§ **Source information**:

= = =

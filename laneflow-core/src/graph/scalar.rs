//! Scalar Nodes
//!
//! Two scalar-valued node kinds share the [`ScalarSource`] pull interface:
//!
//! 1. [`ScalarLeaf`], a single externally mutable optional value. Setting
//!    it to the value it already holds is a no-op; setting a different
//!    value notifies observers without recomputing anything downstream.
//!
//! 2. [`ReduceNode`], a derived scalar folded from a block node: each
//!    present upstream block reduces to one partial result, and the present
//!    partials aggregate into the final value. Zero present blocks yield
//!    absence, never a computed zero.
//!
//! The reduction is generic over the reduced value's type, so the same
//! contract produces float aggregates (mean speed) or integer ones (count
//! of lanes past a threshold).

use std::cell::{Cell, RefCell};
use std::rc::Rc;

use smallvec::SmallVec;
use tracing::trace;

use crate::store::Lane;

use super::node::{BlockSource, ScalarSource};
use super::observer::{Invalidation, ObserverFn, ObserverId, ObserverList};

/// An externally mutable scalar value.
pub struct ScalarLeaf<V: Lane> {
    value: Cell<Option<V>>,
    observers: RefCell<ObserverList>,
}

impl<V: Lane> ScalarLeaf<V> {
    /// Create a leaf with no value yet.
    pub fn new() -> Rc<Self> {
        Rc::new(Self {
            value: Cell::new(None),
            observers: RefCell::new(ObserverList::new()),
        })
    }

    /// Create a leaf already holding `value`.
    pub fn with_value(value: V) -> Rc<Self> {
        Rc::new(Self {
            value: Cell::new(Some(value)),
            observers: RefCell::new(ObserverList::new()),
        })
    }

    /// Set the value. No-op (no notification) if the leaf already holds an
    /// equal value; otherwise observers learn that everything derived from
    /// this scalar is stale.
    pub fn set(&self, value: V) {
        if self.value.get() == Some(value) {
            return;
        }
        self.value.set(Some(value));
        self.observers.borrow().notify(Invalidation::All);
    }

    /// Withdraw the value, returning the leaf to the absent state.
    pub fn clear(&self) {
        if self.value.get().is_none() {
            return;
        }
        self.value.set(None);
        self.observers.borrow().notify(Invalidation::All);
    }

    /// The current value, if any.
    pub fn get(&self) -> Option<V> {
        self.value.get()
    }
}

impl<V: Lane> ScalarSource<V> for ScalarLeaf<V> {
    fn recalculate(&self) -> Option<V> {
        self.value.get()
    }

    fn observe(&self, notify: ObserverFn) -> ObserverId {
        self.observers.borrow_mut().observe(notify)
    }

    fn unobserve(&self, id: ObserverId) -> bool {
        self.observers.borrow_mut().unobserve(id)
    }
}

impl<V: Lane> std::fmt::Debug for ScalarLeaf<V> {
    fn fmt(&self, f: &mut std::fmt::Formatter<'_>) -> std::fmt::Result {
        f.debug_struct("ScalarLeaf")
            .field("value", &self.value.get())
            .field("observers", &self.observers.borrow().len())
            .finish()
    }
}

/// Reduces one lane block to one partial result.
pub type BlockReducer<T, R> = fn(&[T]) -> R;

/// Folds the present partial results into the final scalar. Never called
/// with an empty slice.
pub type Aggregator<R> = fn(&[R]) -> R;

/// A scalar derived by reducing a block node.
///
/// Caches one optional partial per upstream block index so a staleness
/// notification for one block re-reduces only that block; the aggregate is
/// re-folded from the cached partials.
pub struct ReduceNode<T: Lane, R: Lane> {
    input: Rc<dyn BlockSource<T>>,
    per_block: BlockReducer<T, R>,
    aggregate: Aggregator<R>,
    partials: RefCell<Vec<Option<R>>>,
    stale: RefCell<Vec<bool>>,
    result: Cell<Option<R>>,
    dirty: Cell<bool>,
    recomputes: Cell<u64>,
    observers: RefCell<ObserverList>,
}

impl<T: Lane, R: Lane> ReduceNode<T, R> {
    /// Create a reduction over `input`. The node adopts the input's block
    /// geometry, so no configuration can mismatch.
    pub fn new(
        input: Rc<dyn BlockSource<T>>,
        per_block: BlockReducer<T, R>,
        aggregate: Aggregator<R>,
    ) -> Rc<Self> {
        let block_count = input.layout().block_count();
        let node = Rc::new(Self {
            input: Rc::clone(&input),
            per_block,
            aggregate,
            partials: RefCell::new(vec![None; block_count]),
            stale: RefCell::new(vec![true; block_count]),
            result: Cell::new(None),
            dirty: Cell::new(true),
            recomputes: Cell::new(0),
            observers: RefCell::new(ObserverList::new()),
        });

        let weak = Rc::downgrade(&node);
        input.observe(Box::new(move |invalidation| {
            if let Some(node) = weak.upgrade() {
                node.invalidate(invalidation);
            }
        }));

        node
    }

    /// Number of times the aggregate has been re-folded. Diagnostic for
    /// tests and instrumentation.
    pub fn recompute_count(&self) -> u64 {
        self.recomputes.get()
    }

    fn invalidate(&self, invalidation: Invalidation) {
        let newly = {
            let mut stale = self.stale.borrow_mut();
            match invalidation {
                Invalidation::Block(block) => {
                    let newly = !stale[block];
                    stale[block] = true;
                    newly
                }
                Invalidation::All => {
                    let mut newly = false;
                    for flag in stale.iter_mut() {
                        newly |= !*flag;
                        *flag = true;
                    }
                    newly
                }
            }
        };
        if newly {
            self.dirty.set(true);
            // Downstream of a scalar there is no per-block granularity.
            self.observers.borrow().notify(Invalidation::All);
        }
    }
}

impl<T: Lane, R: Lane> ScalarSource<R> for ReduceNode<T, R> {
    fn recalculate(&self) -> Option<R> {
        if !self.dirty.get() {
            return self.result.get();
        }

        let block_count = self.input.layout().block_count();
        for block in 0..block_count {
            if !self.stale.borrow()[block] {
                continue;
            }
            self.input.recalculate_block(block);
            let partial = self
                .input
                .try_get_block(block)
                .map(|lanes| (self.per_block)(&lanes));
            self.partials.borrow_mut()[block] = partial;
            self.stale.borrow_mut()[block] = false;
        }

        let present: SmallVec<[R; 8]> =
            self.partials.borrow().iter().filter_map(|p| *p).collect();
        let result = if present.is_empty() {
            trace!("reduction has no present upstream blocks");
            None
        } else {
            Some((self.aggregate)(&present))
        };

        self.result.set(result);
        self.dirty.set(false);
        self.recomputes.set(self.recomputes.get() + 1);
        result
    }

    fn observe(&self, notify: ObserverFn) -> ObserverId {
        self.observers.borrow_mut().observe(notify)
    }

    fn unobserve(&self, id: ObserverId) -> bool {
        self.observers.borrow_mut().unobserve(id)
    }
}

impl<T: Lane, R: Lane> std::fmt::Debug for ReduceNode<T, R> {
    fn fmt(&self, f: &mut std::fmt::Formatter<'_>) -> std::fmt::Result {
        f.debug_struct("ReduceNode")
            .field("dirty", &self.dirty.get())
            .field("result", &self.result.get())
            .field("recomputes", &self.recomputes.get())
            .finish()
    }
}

= = =

§ **Activity**: The lines you need are those containing "optional"; find them in the records and copy them.

§ **Solved exercise**:
//! 1. [`ScalarLeaf`], a single externally mutable optional value. Setting
/// Caches one optional partial per upstream block index so a staleness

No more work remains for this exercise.